→ **WORK TO COMPLETE**: From the entries below, copy every line holding the word "spec".

[Dataset entries]
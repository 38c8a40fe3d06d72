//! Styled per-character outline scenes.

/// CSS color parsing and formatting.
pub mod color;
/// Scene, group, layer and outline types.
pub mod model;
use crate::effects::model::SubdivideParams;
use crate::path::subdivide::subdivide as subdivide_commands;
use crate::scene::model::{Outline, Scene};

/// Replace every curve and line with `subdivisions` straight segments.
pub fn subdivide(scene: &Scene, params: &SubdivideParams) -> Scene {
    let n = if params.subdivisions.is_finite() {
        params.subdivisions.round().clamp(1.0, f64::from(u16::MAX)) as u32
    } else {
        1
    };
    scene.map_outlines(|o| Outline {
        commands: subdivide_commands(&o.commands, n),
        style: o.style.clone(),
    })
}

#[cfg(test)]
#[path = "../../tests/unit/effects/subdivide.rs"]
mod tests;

---

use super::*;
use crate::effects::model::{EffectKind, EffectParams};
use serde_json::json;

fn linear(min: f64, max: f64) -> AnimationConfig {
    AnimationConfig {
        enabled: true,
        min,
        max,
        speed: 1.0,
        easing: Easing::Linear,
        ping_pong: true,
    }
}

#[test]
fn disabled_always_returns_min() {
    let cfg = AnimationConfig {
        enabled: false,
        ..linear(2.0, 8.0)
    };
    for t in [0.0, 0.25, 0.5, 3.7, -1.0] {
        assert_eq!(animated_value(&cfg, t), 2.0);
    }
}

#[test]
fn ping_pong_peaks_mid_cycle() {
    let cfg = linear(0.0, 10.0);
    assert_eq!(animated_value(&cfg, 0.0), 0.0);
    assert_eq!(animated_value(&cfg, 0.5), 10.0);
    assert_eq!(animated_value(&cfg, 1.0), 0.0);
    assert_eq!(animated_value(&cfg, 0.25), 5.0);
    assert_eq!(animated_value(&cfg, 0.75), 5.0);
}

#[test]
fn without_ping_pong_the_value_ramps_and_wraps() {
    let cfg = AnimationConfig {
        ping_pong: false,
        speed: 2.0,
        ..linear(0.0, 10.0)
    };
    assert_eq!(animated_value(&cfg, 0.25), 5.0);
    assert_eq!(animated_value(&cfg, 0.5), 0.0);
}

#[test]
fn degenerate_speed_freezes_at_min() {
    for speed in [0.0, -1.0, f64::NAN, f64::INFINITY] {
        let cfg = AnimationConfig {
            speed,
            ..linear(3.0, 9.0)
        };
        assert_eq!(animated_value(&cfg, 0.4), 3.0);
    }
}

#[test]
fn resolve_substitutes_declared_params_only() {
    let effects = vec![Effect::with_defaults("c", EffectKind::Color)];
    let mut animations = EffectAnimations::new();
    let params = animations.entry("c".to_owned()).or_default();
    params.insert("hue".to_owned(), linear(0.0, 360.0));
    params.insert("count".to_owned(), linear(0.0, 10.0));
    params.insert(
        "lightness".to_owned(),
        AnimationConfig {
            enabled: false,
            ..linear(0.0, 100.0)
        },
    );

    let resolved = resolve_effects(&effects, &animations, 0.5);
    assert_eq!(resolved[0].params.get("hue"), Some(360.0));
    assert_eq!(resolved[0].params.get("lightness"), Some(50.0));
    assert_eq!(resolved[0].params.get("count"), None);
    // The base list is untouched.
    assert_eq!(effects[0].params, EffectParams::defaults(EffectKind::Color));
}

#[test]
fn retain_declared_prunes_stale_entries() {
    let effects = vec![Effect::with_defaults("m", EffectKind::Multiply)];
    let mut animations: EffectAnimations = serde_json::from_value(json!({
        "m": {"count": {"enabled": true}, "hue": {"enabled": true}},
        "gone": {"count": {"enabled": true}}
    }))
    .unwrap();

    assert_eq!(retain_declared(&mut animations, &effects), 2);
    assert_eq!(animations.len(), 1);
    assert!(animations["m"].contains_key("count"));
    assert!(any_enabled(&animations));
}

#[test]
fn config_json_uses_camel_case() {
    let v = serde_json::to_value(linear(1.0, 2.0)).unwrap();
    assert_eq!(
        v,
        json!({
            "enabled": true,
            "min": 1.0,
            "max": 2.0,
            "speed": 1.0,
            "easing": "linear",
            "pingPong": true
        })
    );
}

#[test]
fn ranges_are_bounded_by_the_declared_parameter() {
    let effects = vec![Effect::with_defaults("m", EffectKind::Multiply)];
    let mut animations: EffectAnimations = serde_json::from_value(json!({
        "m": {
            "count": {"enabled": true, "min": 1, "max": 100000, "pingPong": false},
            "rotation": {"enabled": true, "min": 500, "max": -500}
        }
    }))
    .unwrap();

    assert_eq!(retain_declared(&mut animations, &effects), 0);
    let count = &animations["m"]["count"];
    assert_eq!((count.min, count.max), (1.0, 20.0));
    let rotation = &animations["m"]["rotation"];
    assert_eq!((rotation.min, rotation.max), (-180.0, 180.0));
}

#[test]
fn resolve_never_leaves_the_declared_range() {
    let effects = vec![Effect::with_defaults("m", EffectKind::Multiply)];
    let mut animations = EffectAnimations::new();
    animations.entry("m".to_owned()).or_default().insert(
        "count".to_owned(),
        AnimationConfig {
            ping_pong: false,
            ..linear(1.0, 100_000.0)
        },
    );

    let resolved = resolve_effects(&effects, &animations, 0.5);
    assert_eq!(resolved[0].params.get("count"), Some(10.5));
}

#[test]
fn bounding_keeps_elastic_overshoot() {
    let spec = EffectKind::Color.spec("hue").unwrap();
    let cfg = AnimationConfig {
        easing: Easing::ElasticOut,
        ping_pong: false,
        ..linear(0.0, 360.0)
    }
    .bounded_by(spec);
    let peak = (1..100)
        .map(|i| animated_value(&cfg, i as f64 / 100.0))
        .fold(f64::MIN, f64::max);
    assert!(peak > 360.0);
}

→ **WRITTEN REPLY**:
    let spec = EffectKind::Color.spec("hue").unwrap();
    .bounded_by(spec);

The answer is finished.